De Leon, who is in line to succeed Steinberg as Senate leader, also has two weeks to move SB812, which would address problems at the state Department of Toxic Substances Control. The bill would set deadlines for issuing final permits to companies that produce hazardous waste, after the Los Angeles Times reported that companies have been allowed to operate for years, sometimes decades, on interim permits.

Republican lawmakers complained that most of their two-year bills have been killed by committees controlled by majority Democrats. But many Democratic bills have survived and face the Jan. 31 house-of-origin deadline. Among them:

  • California would set standards for short-term day care centers at fitness centers, shopping malls, grocery stores and other businesses under SB766 by Sen. Leland Yee, D-San Francisco. His bill would set age limits and require background checks for workers at drop-in day care centers. The measure was prompted by a toddler who was left with a permanent scar on his forehead after he fell in the child care area of a fitness center in Sacramento.
  • It would be illegal to steal and then analyze a person's DNA without written permission under SB222, by Sen. Alex Padilla, D-Los Angeles. He says the unauthorized analysis of a person's genetic material makes it possible to discover private health information and potentially use it in a harmful way. Neither state nor federal law blocks such secret collections and analysis, although Padilla says genetic analyses can be beneficial with proper safeguards.
  • Padilla also could seek to revive SB405, which would have phased out the use of single-use plastic checkout bags in grocery, drug and convenience stores. The bill failed on an initial vote in the Senate last May. More than 70 local governments already prohibit such bags, covering nearly 20 percent of Californians, and advocates said a statewide law would eliminate the current patchwork of policies.

Several bills are expected to die that would have altered what is now an $11.1 billion bond scheduled to go before voters in November. But other bills have been introduced that could be used to lower the cost or postpone voters' consideration of the measure, which already has been delayed twice.

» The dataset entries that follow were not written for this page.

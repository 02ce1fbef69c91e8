//! # Architecture Graph Model
//!
//! Plain DTOs shared by the store, the engine and every collaborator.
//! Serialized field names follow the camelCase shape persisted records use.
//!
//! Design rule: this module is pure data: no I/O, no locks, no async.

pub mod node;
pub mod edge;
pub mod analysis;

pub use node::{Node, NodeId, NodeData, NodeKind, ComplexityLevel, Position};
pub use edge::{Edge, EdgeId, EdgeStyle};
pub use analysis::{AnalysisMode, AnalysisCache, RepoAnalysis, SearchResult};
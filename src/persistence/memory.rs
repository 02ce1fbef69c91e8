//! Process-local persistence.

use chrono::{TimeDelta, Utc};
use parking_lot::RwLock;

use crate::config::EngineConfig;
use crate::model::*;
use crate::services::Persistence;
use crate::Result;
use super::{CacheTable, DEFAULT_TTL};

/// `Persistence` backed by an in-memory table. Nothing survives the process.
pub struct MemoryPersistence {
    table: RwLock<CacheTable>,
    ttl: TimeDelta,
}

impl MemoryPersistence {
    pub fn new(ttl: TimeDelta) -> Self {
        Self { table: RwLock::new(CacheTable::new()), ttl }
    }

    /// Expiry taken from `EngineConfig::cache_ttl`.
    pub fn from_config(config: &EngineConfig) -> Self {
        Self::new(config.cache_ttl_delta())
    }

    pub fn len(&self) -> usize {
        self.table.read().len()
    }

    pub fn is_empty(&self) -> bool {
        self.table.read().is_empty()
    }
}

impl Default for MemoryPersistence {
    fn default() -> Self {
        Self::new(DEFAULT_TTL)
    }
}

impl Persistence for MemoryPersistence {
    fn save(&self, analysis: &RepoAnalysis) -> Result<()> {
        self.table.write().save(analysis, Utc::now());
        Ok(())
    }

    fn update(&self, repo_name: &str, nodes: &[Node], edges: &[Edge]) -> Result<()> {
        self.table.write().update(repo_name, nodes, edges, Utc::now());
        Ok(())
    }

    fn load(&self, repo_name: &str) -> Result<Option<RepoAnalysis>> {
        Ok(self.table.read().get(repo_name, Utc::now(), self.ttl).cloned())
    }

    fn list(&self) -> Result<Vec<RepoAnalysis>> {
        Ok(self.table.read().list())
    }

    fn clear(&self) -> Result<()> {
        self.table.write().clear();
        Ok(())
    }
}
//! # Local Snapshot Cache
//!
//! Repository analyses are cached locally, keyed by repository name, and
//! expire after a fixed time to live (24 hours by default). Every engine
//! mutation writes the latest node and edge lists through `update`, which
//! also refreshes the record's timestamp. Those writes go through a
//! `WriteBehind`, which keeps file I/O off the caller.
//!
//! | Implementation | Module | Description |
//! |----------------|--------|-------------|
//! | `MemoryPersistence` | `memory` | Process-local, for tests and embedding |
//! | `FilePersistence` | `file` | One JSON document on disk |

pub mod memory;
pub mod file;
pub mod writer;

use std::collections::BTreeMap;

use chrono::{DateTime, TimeDelta, Utc};
use serde::{Deserialize, Serialize};

use crate::model::*;

pub use memory::MemoryPersistence;
pub use file::FilePersistence;
pub use writer::WriteBehind;

/// Default record lifetime.
pub const DEFAULT_TTL: TimeDelta = TimeDelta::hours(24);

/// The table both implementations keep: repository name → record.
///
/// All time-dependent operations take `now` explicitly.
#[derive(Debug, Clone, Default, PartialEq, Serialize, Deserialize)]
#[serde(transparent)]
pub struct CacheTable {
    records: BTreeMap<String, RepoAnalysis>,
}

impl CacheTable {
    pub fn new() -> Self {
        Self::default()
    }

    pub fn len(&self) -> usize {
        self.records.len()
    }

    pub fn is_empty(&self) -> bool {
        self.records.is_empty()
    }

    pub fn save(&mut self, analysis: &RepoAnalysis, now: DateTime<Utc>) {
        let mut record = analysis.clone();
        record.timestamp = Some(now);
        self.records.insert(record.repo_name.clone(), record);
    }

    /// Returns false when there is no record to update.
    pub fn update(&mut self, repo_name: &str, nodes: &[Node], edges: &[Edge], now: DateTime<Utc>) -> bool {
        let Some(record) = self.records.get_mut(repo_name) else {
            return false;
        };
        record.nodes = nodes.to_vec();
        record.edges = edges.to_vec();
        record.timestamp = Some(now);
        true
    }

    /// Record younger than `ttl`. Records without a timestamp count as expired.
    pub fn get(&self, repo_name: &str, now: DateTime<Utc>, ttl: TimeDelta) -> Option<&RepoAnalysis> {
        self.records.get(repo_name)
            .filter(|r| r.timestamp.is_some_and(|t| now - t < ttl))
    }

    /// Newest first.
    pub fn list(&self) -> Vec<RepoAnalysis> {
        let mut all: Vec<RepoAnalysis> = self.records.values().cloned().collect();
        all.sort_by(|a, b| b.timestamp.cmp(&a.timestamp));
        all
    }

    pub fn clear(&mut self) {
        self.records.clear();
    }
}

#[cfg(test)]
mod tests {
    use super::*;

    fn analysis(name: &str) -> RepoAnalysis {
        RepoAnalysis::new(name, "main").with_file_map(["a.rs"])
    }

    #[test]
    fn test_expiry() {
        let t0 = Utc::now();
        let mut table = CacheTable::new();
        table.save(&analysis("o/r"), t0);

        assert!(table.get("o/r", t0 + TimeDelta::hours(23), DEFAULT_TTL).is_some());
        assert!(table.get("o/r", t0 + TimeDelta::hours(24), DEFAULT_TTL).is_none());
        assert!(table.get("o/other", t0, DEFAULT_TTL).is_none());
    }

    #[test]
    fn test_update_refreshes_timestamp() {
        let t0 = Utc::now();
        let mut table = CacheTable::new();
        table.save(&analysis("o/r"), t0);

        let node = Node::new("n", NodeData::new("n", NodeKind::File));
        let later = t0 + TimeDelta::hours(20);
        assert!(table.update("o/r", &[node], &[], later));

        let record = table.get("o/r", later + TimeDelta::hours(20), DEFAULT_TTL).unwrap();
        assert_eq!(record.nodes.len(), 1);
        assert_eq!(record.file_map, vec!["a.rs"]);
    }

    #[test]
    fn test_update_without_record_is_noop() {
        let mut table = CacheTable::new();
        assert!(!table.update("o/r", &[], &[], Utc::now()));
        assert!(table.is_empty());
    }

    #[test]
    fn test_list_newest_first() {
        let t0 = Utc::now();
        let mut table = CacheTable::new();
        table.save(&analysis("a/old"), t0);
        table.save(&analysis("z/new"), t0 + TimeDelta::minutes(5));
        table.save(&analysis("m/mid"), t0 + TimeDelta::minutes(1));

        let names: Vec<_> = table.list().into_iter().map(|r| r.repo_name).collect();
        assert_eq!(names, vec!["z/new", "m/mid", "a/old"]);
    }
}
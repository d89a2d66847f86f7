use crate::environment::Environment;
use crate::evaluator;
use crate::lexer::Lexer;
use crate::parser::Parser;
use custom_error::custom_error;
use std::fs;
use std::io::{self, Write};
use std::path::Path;

custom_error! {
    pub RunError

    ReadScript{path: String, source: io::Error} = "could not read {path}: {source}",
    Output{source: io::Error} = "could not write output: {source}",
}

/// Parses and evaluates the script at `path` in a fresh environment.
///
/// Syntax errors are reported and nothing is evaluated. Runtime errors are
/// part of the script's result, not a failure of the run.
pub fn run_file<P: AsRef<Path>, W: Write>(path: P, output: &mut W) -> Result<(), RunError> {
    let path = path.as_ref();
    let source = fs::read_to_string(path).map_err(|source| RunError::ReadScript {
        path: path.display().to_string(),
        source,
    })?;

    tracing::debug!(path = %path.display(), bytes = source.len(), "running script");
    run_source(source, output)
}

pub(crate) fn run_source<W: Write>(source: String, output: &mut W) -> Result<(), RunError> {
    let program = match Parser::new(Lexer::new(source)).parse_program() {
        Ok(program) => program,
        Err(errors) => {
            writeln!(output, "parser errors:")?;
            for err in errors.iter() {
                writeln!(output, "\t{}", err)?;
            }
            return Ok(());
        }
    };

    let env = Environment::new();
    let evaluated = evaluator::eval_with_output((&program).into(), &env, output);
    if !evaluated.is_null() {
        writeln!(output, "{}", evaluated.inspect())?;
    }
    Ok(())
}
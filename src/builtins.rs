use crate::object::*;
use lazy_static::lazy_static;
use std::collections::HashMap;
use std::fmt::{self, Debug, Formatter};
use std::io::Write;

/// Host functions get the writer that `puts` prints to.
pub type BuiltinFunction = fn(&mut dyn Write, Vec<Object>) -> Result<Object>;

/// A host function callable from scripts.
#[derive(Clone, Copy)]
pub struct Builtin {
    pub name: &'static str,
    pub func: BuiltinFunction,
}

impl Builtin {
    pub fn call(&self, output: &mut dyn Write, args: Vec<Object>) -> Result<Object> {
        (self.func)(output, args)
    }
}

impl PartialEq for Builtin {
    fn eq(&self, other: &Self) -> bool {
        self.name == other.name
    }
}

impl Debug for Builtin {
    fn fmt(&self, f: &mut Formatter) -> fmt::Result {
        write!(f, "Builtin({})", self.name)
    }
}

fn check_arity(args: &[Object], want: usize) -> Result<()> {
    if args.len() != want {
        return Err(EvalError::IncorrectArity {
            got: args.len(),
            want,
        });
    }
    Ok(())
}

fn single_array(fn_name: &'static str, args: Vec<Object>) -> Result<std::rc::Rc<Vec<Object>>> {
    check_arity(&args, 1)?;

    match args.into_iter().next() {
        Some(Object::Array(a)) => Ok(a),
        Some(obj) => Err(EvalError::UnsupportedArgType {
            fn_name,
            type_name: obj.type_name(),
        }),
        None => Err(EvalError::IncorrectArity { got: 0, want: 1 }),
    }
}

fn len(_: &mut dyn Write, args: Vec<Object>) -> Result<Object> {
    check_arity(&args, 1)?;

    match &args[0] {
        Object::String(s) => Ok(Object::Integer(s.chars().count() as i64)),
        Object::Array(a) => Ok(Object::Integer(a.len() as i64)),
        obj => Err(EvalError::UnsupportedArgType {
            fn_name: "len",
            type_name: obj.type_name(),
        }),
    }
}

fn first(_: &mut dyn Write, args: Vec<Object>) -> Result<Object> {
    let array = single_array("first", args)?;
    Ok(array.first().cloned().unwrap_or(NULL))
}

fn last(_: &mut dyn Write, args: Vec<Object>) -> Result<Object> {
    let array = single_array("last", args)?;
    Ok(array.last().cloned().unwrap_or(NULL))
}

fn rest(_: &mut dyn Write, args: Vec<Object>) -> Result<Object> {
    let array = single_array("rest", args)?;
    if array.is_empty() {
        return Ok(NULL);
    }
    Ok(array[1..].to_vec().into())
}

fn push(_: &mut dyn Write, args: Vec<Object>) -> Result<Object> {
    check_arity(&args, 2)?;

    let mut args = args.into_iter();
    match (args.next(), args.next()) {
        (Some(Object::Array(a)), Some(value)) => {
            let mut elements = Vec::with_capacity(a.len() + 1);
            elements.extend(a.iter().cloned());
            elements.push(value);
            Ok(elements.into())
        }
        (Some(obj), _) => Err(EvalError::UnsupportedArgType {
            fn_name: "push",
            type_name: obj.type_name(),
        }),
        (None, _) => Err(EvalError::IncorrectArity { got: 0, want: 2 }),
    }
}

fn puts(output: &mut dyn Write, args: Vec<Object>) -> Result<Object> {
    for arg in args.iter() {
        writeln!(output, "{}", arg.inspect()).map_err(|err| EvalError::Output {
            message: err.to_string(),
        })?;
    }
    Ok(NULL)
}

lazy_static! {
    static ref BUILTINS: HashMap<&'static str, Builtin> = {
        let table: [(&'static str, BuiltinFunction); 6] = [
            ("len", len),
            ("first", first),
            ("last", last),
            ("rest", rest),
            ("push", push),
            ("puts", puts),
        ];
        table
            .iter()
            .map(|&(name, func)| (name, Builtin { name, func }))
            .collect()
    };
}

/// Finds the built-in bound to `name`, if there is one.
pub fn lookup(name: &str) -> Option<Object> {
    BUILTINS.get(name).map(|builtin| Object::Builtin(*builtin))
}
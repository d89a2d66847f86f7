mod expression;
mod statement;
pub use expression::*;
pub use statement::*;

use crate::token::Token;
use std::fmt::{Display, Formatter};

/// Anything in the tree that remembers the token it was parsed from.
pub trait Syntax: Display {
    fn token(&self) -> &Token;

    fn token_literal(&self) -> &str {
        self.token().literal()
    }
}

/// A borrowed view of any evaluable piece of the tree.
#[derive(Debug, Clone, Copy)]
pub enum Node<'a> {
    Program(&'a Program),
    Statement(&'a Statement),
    Block(&'a BlockStatement),
    Expression(&'a Expression),
}

impl<'a> From<&'a Program> for Node<'a> {
    fn from(program: &'a Program) -> Self {
        Self::Program(program)
    }
}

impl<'a> From<&'a Statement> for Node<'a> {
    fn from(statement: &'a Statement) -> Self {
        Self::Statement(statement)
    }
}

impl<'a> From<&'a BlockStatement> for Node<'a> {
    fn from(block: &'a BlockStatement) -> Self {
        Self::Block(block)
    }
}

impl<'a> From<&'a Expression> for Node<'a> {
    fn from(expression: &'a Expression) -> Self {
        Self::Expression(expression)
    }
}

#[derive(Debug, Clone, Default, PartialEq)]
pub struct Program {
    pub statements: Vec<Statement>,
}

impl Display for Program {
    fn fmt(&self, f: &mut Formatter) -> std::fmt::Result {
        for stmt in self.statements.iter() {
            write!(f, "{}", stmt)?;
        }
        Ok(())
    }
}

#[derive(Debug, Clone, PartialEq)]
pub struct Identifier {
    pub token: Token,
    pub value: String,
}

impl Display for Identifier {
    fn fmt(&self, f: &mut Formatter) -> std::fmt::Result {
        write!(f, "{}", self.value)
    }
}

impl Syntax for Identifier {
    fn token(&self) -> &Token {
        &self.token
    }
}

impl From<Token> for Identifier {
    fn from(token: Token) -> Self {
        let value = token.literal().to_owned();
        Self { token, value }
    }
}

impl From<&str> for Identifier {
    fn from(name: &str) -> Self {
        Token::Ident(name.to_owned()).into()
    }
}
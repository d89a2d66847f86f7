use std::fmt::{self, Formatter};
use strum_macros::{Display, EnumDiscriminants};

#[derive(Debug, Clone, PartialEq, Eq, EnumDiscriminants)]
#[strum_discriminants(derive(Hash, Display))]
#[strum_discriminants(name(TokenType))]
pub enum Token {
    Illegal(String),
    Eof,

    // Identifiers and literals
    Ident(String),
    Int(String),
    String(String),

    // Operators
    Assign,
    Plus,
    Minus,
    Slash,
    Asterisk,
    Bang,
    LT,
    GT,
    Eq,
    NotEq,
    And,
    Or,

    // Delimiters
    Comma,
    Semicolon,
    Colon,

    LParen,
    RParen,
    LBrace,
    RBrace,
    LBracket,
    RBracket,

    // Keywords
    Else,
    False,
    Function,
    If,
    Let,
    Return,
    True,
}

impl From<&str> for Token {
    fn from(text: &str) -> Self {
        match text {
            "let" => Self::Let,
            "fn" => Self::Function,
            "if" => Self::If,
            "return" => Self::Return,
            "true" => Self::True,
            "else" => Self::Else,
            "false" => Self::False,
            identifier => Self::Ident(identifier.to_owned()),
        }
    }
}

impl Token {
    pub fn is(&self, token_type: TokenType) -> bool {
        TokenType::from(self) == token_type
    }

    pub fn token_type(&self) -> TokenType {
        self.into()
    }

    /// The source text this token was lexed from.
    pub fn literal(&self) -> &str {
        match self {
            Self::Illegal(s) | Self::Ident(s) | Self::Int(s) | Self::String(s) => s,
            Self::Eof => "",
            Self::Assign => "=",
            Self::Plus => "+",
            Self::Minus => "-",
            Self::Slash => "/",
            Self::Asterisk => "*",
            Self::Bang => "!",
            Self::LT => "<",
            Self::GT => ">",
            Self::Eq => "==",
            Self::NotEq => "!=",
            Self::And => "&&",
            Self::Or => "||",
            Self::Comma => ",",
            Self::Semicolon => ";",
            Self::Colon => ":",
            Self::LParen => "(",
            Self::RParen => ")",
            Self::LBrace => "{",
            Self::RBrace => "}",
            Self::LBracket => "[",
            Self::RBracket => "]",
            Self::Else => "else",
            Self::False => "false",
            Self::Function => "fn",
            Self::If => "if",
            Self::Let => "let",
            Self::Return => "return",
            Self::True => "true",
        }
    }
}

impl fmt::Display for Token {
    fn fmt(&self, f: &mut Formatter) -> fmt::Result {
        write!(f, "{}", self.literal())
    }
}

/// 1-based location of a token in its source text.
#[derive(Debug, Clone, Copy, PartialEq, Eq)]
pub struct Position {
    pub line: usize,
    pub column: usize,
}

impl fmt::Display for Position {
    fn fmt(&self, f: &mut Formatter) -> fmt::Result {
        write!(f, "line {}, column {}", self.line, self.column)
    }
}

impl Default for Position {
    fn default() -> Self {
        Self { line: 1, column: 1 }
    }
}

/// A forward-only supply of tokens. Once input is exhausted every call
/// returns `Token::Eof`.
pub trait TokenSource {
    fn next_token(&mut self) -> Token;

    /// Where the most recently issued token started.
    fn position(&self) -> Position {
        Position::default()
    }
}

impl TokenSource for std::vec::IntoIter<Token> {
    fn next_token(&mut self) -> Token {
        self.next().unwrap_or(Token::Eof)
    }
}
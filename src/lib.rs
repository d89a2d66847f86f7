pub mod ast;
pub mod builtins;
mod environment;
pub mod evaluator;
pub mod lexer;
pub mod object;
pub mod parser;
pub mod repl;
pub mod runner;
pub mod token;

pub use environment::Environment;
pub use evaluator::{eval, eval_with_output};
pub use lexer::Lexer;
pub use object::Object;
pub use parser::{parse, ParseError, Parser};
pub use runner::{run_file, RunError};
pub use token::{Token, TokenSource};
mod precedence;

use crate::ast::{self, Expression, Operator, Statement};
use crate::token::{Position, Token, TokenSource, TokenType};
use custom_error::custom_error;
pub use precedence::Precedence;

custom_error! {
    #[derive(Clone, PartialEq)]
    pub ParseError

    UnexpectedToken{want: TokenType, got: TokenType, position: Position} = "expected next token to be {want}, got {got} instead ({position})",
    NoPrefixRule{token_type: TokenType, position: Position} = "no prefix parse rule for {token_type} found ({position})",
    InvalidInteger{literal: String, position: Position} = "could not parse {literal} as integer ({position})",
}

type PrefixParseFn<S> = fn(&mut Parser<S>) -> Option<Expression>;
type InfixParseFn<S> = fn(&mut Parser<S>, Expression) -> Option<Expression>;

/// A Pratt parser over a forward-only token source.
///
/// Syntax errors are collected rather than returned early; a failed
/// statement is dropped and parsing resumes at the next statement.
pub struct Parser<S> {
    tokens: S,
    cur_token: Token,
    cur_position: Position,
    peek_token: Token,
    peek_position: Position,
    // `{` tokens passed over and not yet closed
    brace_depth: usize,
    errors: Vec<ParseError>,
}

/// Parses a whole token stream, rendering any diagnostics as text.
pub fn parse<S: TokenSource>(tokens: S) -> (ast::Program, Vec<String>) {
    let (program, errors) = Parser::new(tokens).parse();
    (program, errors.iter().map(ParseError::to_string).collect())
}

Lawmakers say they prefer a vote on an amended measure this year, given the drought.

Competing Senate bills aimed at permitting Internet gambling also will miss the end-of-month deadline. Yet aides say Sen. Lou Correa, D-Anaheim, and Sen. Roderick Wright, D-Inglewood, plan to keep trying to authorize an industry that could bring the state budget hundreds of millions of dollars a year in revenue.

A bipartisan bill would preserve Southern California's tradition of allowing beach bonfires and prevent the regional air quality agency from enforcing restrictions. Assemblyman Travis Allen, R-Huntington Beach, and Assemblywoman Sharon Quirk-Silva, D-Fullerton, teamed up to support AB1102 after Newport Beach proposed removing 60 fire pits from city beaches.

The state would further restrict the activities of paparazzi under AB1356, by Assemblyman Richard Bloom, D-Santa Monica. The bill would amend the civil prohibition on stalking to prohibit surveillance techniques, including staying outside a person's home, school or workplace with no legitimate purpose. Brown last year signed a bill supported by actresses Halle Berry and Jennifer Garner that increases penalties for photographers and others who harass the children of public figures.

A bill by Assemblyman Ian Calderon, D-Whittier, would attack the state's childhood obesity problem by prohibiting public schools, along with state-owned buildings, from serving chicken or turkey that has been "plumped" by injecting saltwater, chicken stock, seaweed extract or other substances. AB682 notes that "plumping" can increase the sodium content of fowl by 500 percent.